Mixed results from US earnings overnight translated to a subdued session in Wall Street (DJIA -0.03%; S&P 500 +0.09%; Nasdaq -0.04%), but this comes as the S&P 500 hovers near its 2023 high, which may render some resistance.
On the earnings front, Bank of America has topped expectations on higher interest payments and bond trading revenue. However, this resilience was not mirrored in Goldman Sachs’ results, dampening some optimism overall. Weaker-than-expected bond trading revenue, lower demand for investment banking and a $470 million hit tied to the sale of consumer loans left Goldman Sachs to trail the strength in the broader sector.
Netflix’s mixed results after-market put sentiments on further indecision. A slight earnings beat was shrugged off, following a big miss in global streaming paid net additions (1.75mn versus 7.66mn last quarter, 2.41mn consensus). However, market participants took comfort that a crackdown on shared accounts in the US may reap some financial benefits ahead and its new ad-supported service has contributed to some gains. Netflix’s share price was down as much as 11% after-hours but has since recovered almost all of its losses.

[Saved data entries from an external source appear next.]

use std::error::Error;
use std::path::PathBuf;
use std::process::ExitCode;

use clap::{Parser, Subcommand};
use tracing::error;
use tracing_subscriber::EnvFilter;
use vofp::{BackendConfig, OriginalityPipeline, VofpConfig};

#[derive(Parser, Debug)]
#[command(name = "vofp", version, about = "Index videos and check new ones for originality")]
struct Cli {
    /// Pipeline configuration (YAML)
    #[arg(short, long, value_name = "FILE", env = "VOFP_CONFIG")]
    config: Option<PathBuf>,

    /// Corpus database file, overriding the configuration
    #[arg(long, value_name = "FILE", env = "VOFP_DB")]
    db: Option<PathBuf>,

    /// Log filter, e.g. `info` or `vofp=debug`
    #[arg(long, default_value = "info", env = "VOFP_LOG")]
    log_level: String,

    #[command(subcommand)]
    command: Commands,
}

#[derive(Subcommand, Debug)]
enum Commands {
    /// Download and fingerprint videos into the corpus
    Index {
        /// Video URLs
        #[arg(required = true)]
        urls: Vec<String>,
    },

    /// Decide whether a video is original
    Analyze {
        /// Video URL
        url: String,
        /// Print the full report as JSON
        #[arg(long)]
        json: bool,
    },
}

#[tokio::main]
async fn main() -> Result<ExitCode, Box<dyn Error>> {
    let cli = Cli::parse();

    let filter = EnvFilter::try_new(&cli.log_level).unwrap_or_else(|_| EnvFilter::new("info"));
    tracing_subscriber::fmt()
        .with_env_filter(filter)
        .with_writer(std::io::stderr)
        .compact()
        .init();

    let config = match &cli.config {
        Some(path) => VofpConfig::from_file(path)?,
        None => VofpConfig::default(),
    };
    let backend = match &cli.db {
        Some(path) => BackendConfig::redb(path.to_string_lossy()),
        None => config.index.backend_config(),
    };
    let pipeline = OriginalityPipeline::from_config_with_backend(&config, &backend)?;

    match cli.command {
        Commands::Index { urls } => {
            let mut failed = 0usize;
            for url in &urls {
                match pipeline.index(url).await {
                    Ok(identity) => println!("indexed {} {}", identity.id, url),
                    Err(e) => {
                        failed += 1;
                        error!(url = %url, error = %e, "indexing failed");
                    }
                }
            }
            println!("{} indexed, {} failed", urls.len() - failed, failed);
            Ok(if failed == 0 {
                ExitCode::SUCCESS
            } else {
                ExitCode::FAILURE
            })
        }
        Commands::Analyze { url, json } => {
            let report = pipeline.analyze(&url).await?;
            if json {
                println!("{}", serde_json::to_string_pretty(&report)?);
            } else {
                println!(
                    "original={} stage={:?} originality={:.3}",
                    report.original, report.stage, report.originality
                );
                if let Some(best) = &report.best_match {
                    println!(
                        "best match: {} ({}) similarity={:.4}",
                        best.video_id, best.url, best.similarity
                    );
                }
                if let Some(overlap) = report.overlap {
                    println!("frame overlap: {overlap:.3}");
                }
            }
            Ok(ExitCode::SUCCESS)
        }
    }
}
//! Workspace umbrella crate for video originality fingerprinting (VOFP).
//!
//! This crate stitches acquisition, fingerprinting, the corpus and the
//! matcher into the two operations callers actually want:
//!
//! - [`OriginalityPipeline::index`]: download a video, fingerprint it and
//!   upsert it into the corpus.
//! - [`OriginalityPipeline::analyze`] / [`OriginalityPipeline::is_original`]:
//!   download a video and decide whether it is a near-duplicate of anything
//!   already indexed.
//!
//! The decision runs a cheap coarse pass (cosine similarity of whole-video
//! fingerprints) and only falls back to the precise pass (frame pHash overlap
//! against the single best candidate) when the coarse pass is not decisive.
//! [`AnalysisReport::stage`] records which step produced the verdict.
//!
//! Acquisition, decoding and storage are reached through narrow seams
//! ([`Acquirer`], [`VideoAnalyzer`], [`FingerprintStore`]) so the decision
//! logic runs unchanged against in-memory fakes.

pub mod config;
mod pipeline;
mod seams;

pub use index::{
    BackendConfig, CorpusEntry, FingerprintIndex, FingerprintStore, IndexError,
};
pub use ingest::{AcquiredVideo, AcquisitionError, IngestConfig, VideoIdentity, YtDlpFetcher};
pub use matcher::{Match, MatchError};
pub use video::{VideoAnalysis, VideoConfig, VideoError};

pub use crate::config::{ConfigLoadError, VofpConfig};
pub use crate::pipeline::{AnalysisReport, DecisionConfig, DecisionStage, OriginalityPipeline};
pub use crate::seams::{Acquirer, DecodingAnalyzer, VideoAnalyzer};

use std::error::Error;
use std::fmt;
use std::sync::{Arc, OnceLock, RwLock};
use std::time::{Duration, Instant};

/// Errors that can occur while indexing or analyzing a video.
#[derive(Debug)]
pub enum PipelineError {
    Acquisition(AcquisitionError),
    Video(VideoError),
    Index(IndexError),
    Match(MatchError),
    Config(String),
    /// A blocking worker panicked or was cancelled.
    Join(String),
}

impl fmt::Display for PipelineError {
    fn fmt(&self, f: &mut fmt::Formatter<'_>) -> fmt::Result {
        match self {
            PipelineError::Acquisition(err) => write!(f, "acquisition failure: {err}"),
            PipelineError::Video(err) => write!(f, "fingerprinting failure: {err}"),
            PipelineError::Index(err) => write!(f, "corpus failure: {err}"),
            PipelineError::Match(err) => write!(f, "matching failure: {err}"),
            PipelineError::Config(msg) => write!(f, "invalid configuration: {msg}"),
            PipelineError::Join(msg) => write!(f, "worker task failed: {msg}"),
        }
    }
}

impl Error for PipelineError {
    fn source(&self) -> Option<&(dyn Error + 'static)> {
        match self {
            PipelineError::Acquisition(err) => Some(err),
            PipelineError::Video(err) => Some(err),
            PipelineError::Index(err) => Some(err),
            PipelineError::Match(err) => Some(err),
            PipelineError::Config(_) | PipelineError::Join(_) => None,
        }
    }
}

impl From<AcquisitionError> for PipelineError {
    fn from(value: AcquisitionError) -> Self {
        PipelineError::Acquisition(value)
    }
}

impl From<VideoError> for PipelineError {
    fn from(value: VideoError) -> Self {
        PipelineError::Video(value)
    }
}

impl From<IndexError> for PipelineError {
    fn from(value: IndexError) -> Self {
        PipelineError::Index(value)
    }
}

impl From<MatchError> for PipelineError {
    fn from(value: MatchError) -> Self {
        PipelineError::Match(value)
    }
}

impl From<ConfigLoadError> for PipelineError {
    fn from(value: ConfigLoadError) -> Self {
        PipelineError::Config(value.to_string())
    }
}

impl From<tokio::task::JoinError> for PipelineError {
    fn from(value: tokio::task::JoinError) -> Self {
        PipelineError::Join(value.to_string())
    }
}

/// Metrics observer for pipeline stages.
///
/// `fingerprint` covers decoding the query (or the video being indexed),
/// `coarse` the corpus scan and ranking, `precise` the candidate download and
/// frame-hash overlap.
pub trait PipelineMetrics: Send + Sync {
    fn record_fingerprint(&self, latency: Duration, result: Result<(), &PipelineError>);
    fn record_coarse(&self, latency: Duration, result: Result<(), &PipelineError>);
    fn record_precise(&self, latency: Duration, result: Result<(), &PipelineError>);
}

/// Install or clear the global pipeline metrics recorder.
pub fn set_pipeline_metrics(recorder: Option<Arc<dyn PipelineMetrics>>) {
    let mut guard = metrics_lock()
        .write()
        .unwrap_or_else(|poisoned| poisoned.into_inner());
    *guard = recorder;
}

fn metrics_lock() -> &'static RwLock<Option<Arc<dyn PipelineMetrics>>> {
    static METRICS: OnceLock<RwLock<Option<Arc<dyn PipelineMetrics>>>> = OnceLock::new();
    METRICS.get_or_init(|| RwLock::new(None))
}

fn metrics_recorder() -> Option<Arc<dyn PipelineMetrics>> {
    let guard = metrics_lock()
        .read()
        .unwrap_or_else(|poisoned| poisoned.into_inner());
    guard.clone()
}

pub(crate) struct MetricsSpan {
    recorder: Arc<dyn PipelineMetrics>,
    start: Instant,
}

impl MetricsSpan {
    pub(crate) fn start() -> Option<Self> {
        metrics_recorder().map(|recorder| Self {
            recorder,
            start: Instant::now(),
        })
    }

    pub(crate) fn record_fingerprint<T>(self, result: &Result<T, PipelineError>) {
        self.recorder
            .record_fingerprint(self.start.elapsed(), result.as_ref().map(|_| ()));
    }

    pub(crate) fn record_coarse<T>(self, result: &Result<T, PipelineError>) {
        self.recorder
            .record_coarse(self.start.elapsed(), result.as_ref().map(|_| ()));
    }

    pub(crate) fn record_precise<T>(self, result: &Result<T, PipelineError>) {
        self.recorder
            .record_precise(self.start.elapsed(), result.as_ref().map(|_| ()));
    }
}

/// Run CPU-bound or blocking storage work off the async runtime.
pub(crate) async fn blocking<T, F>(work: F) -> Result<T, PipelineError>
where
    F: FnOnce() -> Result<T, PipelineError> + Send + 'static,
    T: Send + 'static,
{
    tokio::task::spawn_blocking(work).await?
}

#[cfg(test)]
mod tests {
    use super::*;

    #[test]
    fn errors_keep_their_source() {
        let err = PipelineError::from(IndexError::Backend("disk gone".into()));
        assert_eq!(err.to_string(), "corpus failure: backend error: disk gone");
        assert!(err.source().is_some());

        let err = PipelineError::Config("bad".into());
        assert!(err.source().is_none());
    }

    #[test]
    fn acquisition_errors_convert() {
        let err: PipelineError = AcquisitionError::ToolMissing {
            tool: "yt-dlp".into(),
        }
        .into();
        assert!(matches!(err, PipelineError::Acquisition(_)));
    }

    #[tokio::test]
    async fn blocking_surfaces_panics_as_join_errors() {
        let result: Result<(), PipelineError> = blocking(|| panic!("boom")).await;
        assert!(matches!(result, Err(PipelineError::Join(_))));
    }
}
//! Video download through yt-dlp.

use std::ffi::OsString;
use std::path::{Path, PathBuf};

use tracing::{info, warn};

use crate::config::IngestConfig;
use crate::error::AcquisitionError;
use crate::metadata::{identity_from_info, probe_metadata};
use crate::process::run_tool;
use crate::types::AcquiredVideo;

const YTDLP: &str = "yt-dlp";

/// Container extension preferred when yt-dlp leaves more than one file.
const PREFERRED_EXT: &str = "mp4";

/// Downloads remote videos into per-request scratch directories.
#[derive(Debug, Clone)]
pub struct YtDlpFetcher {
    cfg: IngestConfig,
    binary: PathBuf,
}

impl YtDlpFetcher {
    /// Validate `cfg` and resolve the yt-dlp binary.
    pub fn new(cfg: IngestConfig) -> Result<Self, AcquisitionError> {
        cfg.validate()?;
        let binary = locate_ytdlp(&cfg)?;
        Ok(Self { cfg, binary })
    }

    pub fn config(&self) -> &IngestConfig {
        &self.cfg
    }

    pub fn binary(&self) -> &Path {
        &self.binary
    }

    /// Download `url` and resolve its identity.
    ///
    /// The returned value owns the scratch directory; dropping it deletes the
    /// file. Metadata failures never fail the download, they only cost the
    /// platform id and title.
    pub async fn fetch(&self, url: &str) -> Result<AcquiredVideo, AcquisitionError> {
        tokio::fs::create_dir_all(&self.cfg.work_dir).await?;
        let dir = tempfile::Builder::new()
            .prefix("dl_")
            .tempdir_in(&self.cfg.work_dir)?;

        let template = dir.path().join("%(id)s.%(ext)s").into_os_string();
        let args: Vec<OsString> = vec![
            "--quiet".into(),
            "--no-progress".into(),
            "--no-playlist".into(),
            "--no-part".into(),
            "--merge-output-format".into(),
            PREFERRED_EXT.into(),
            "-f".into(),
            self.cfg.format.as_str().into(),
            "-o".into(),
            template,
            url.into(),
        ];
        run_tool(&self.binary, &args, url, self.cfg.download_timeout()).await?;

        let path = find_download(dir.path())
            .await?
            .ok_or_else(|| AcquisitionError::FileMissing {
                url: url.to_string(),
            })?;

        let info = match probe_metadata(&self.binary, url, self.cfg.metadata_timeout()).await {
            Ok(json) => Some(json),
            Err(e) => {
                warn!(url, error = %e, "metadata probe failed; using file name as id");
                None
            }
        };
        let identity = identity_from_info(url, info.as_deref(), &path);
        info!(id = %identity.id, url, path = %path.display(), "downloaded video");
        Ok(AcquiredVideo::scoped(identity, path, dir))
    }
}

/// Resolve yt-dlp from the configured path or `PATH`.
pub fn locate_ytdlp(cfg: &IngestConfig) -> Result<PathBuf, AcquisitionError> {
    let missing = || AcquisitionError::ToolMissing {
        tool: YTDLP.to_string(),
    };
    match &cfg.ytdlp_path {
        Some(path) if path.is_file() => Ok(path.clone()),
        Some(_) => Err(missing()),
        None => which::which(YTDLP).map_err(|_| missing()),
    }
}

/// Pick the finished download out of a scratch directory.
///
/// Leftover partial files are ignored. Among the rest an `.mp4` wins, then the
/// lexicographically first name.
pub(crate) async fn find_download(dir: &Path) -> Result<Option<PathBuf>, AcquisitionError> {
    let mut entries = tokio::fs::read_dir(dir).await?;
    let mut files = Vec::new();
    while let Some(entry) = entries.next_entry().await? {
        let path = entry.path();
        if !entry.file_type().await?.is_file() {
            continue;
        }
        let ext = path.extension().and_then(|e| e.to_str()).unwrap_or("");
        if matches!(ext, "part" | "ytdl" | "tmp") {
            continue;
        }
        files.push(path);
    }
    files.sort();
    let preferred = files
        .iter()
        .position(|p| p.extension().and_then(|e| e.to_str()) == Some(PREFERRED_EXT));
    Ok(match preferred {
        Some(i) => Some(files.swap_remove(i)),
        None => files.into_iter().next(),
    })
}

Following a slight bounce off a near-term support, the US dollar (-0.3%) has failed to find any positive follow-through yesterday, providing the go-ahead for gold prices to reclaim its key US$2,000 level. Further weakness in the US dollar ahead may bode well for equities as well. The S&P 500 has been inching higher over the past week with improving market breadth, suggesting more broad-based participation for its advance. Tech earnings will be the key driver here, with its heavy composition in the index. The 4,200 level will be on watch as near-term resistance to overcome. Clearing the level may pave the way to retest its 2023 high at the 4,320 level next.
Asian stocks look set for a muted open, with Nikkei -0.27%, ASX +0.11% and KOSPI +0.34% at the time of writing. Despite economic data showing China’s recovery largely on track yesterday, Chinese equities failed to find a significant move higher, potentially as growth still remains uneven while hopes for further stimulus have dampened. It may still be a worst-is-over story, but recovery has shown be more gradual than a one-shot wonder.
Its March retail sales have been a blowout (10.6% versus 7.4% consensus) but industrial production (3.9% versus 4% consensus) and fixed asset investment (5.1% versus 5.7% consensus) underperformed. The Nasdaq Golden Dragon China Index pared initial gains to close flat (-0.1%) overnight.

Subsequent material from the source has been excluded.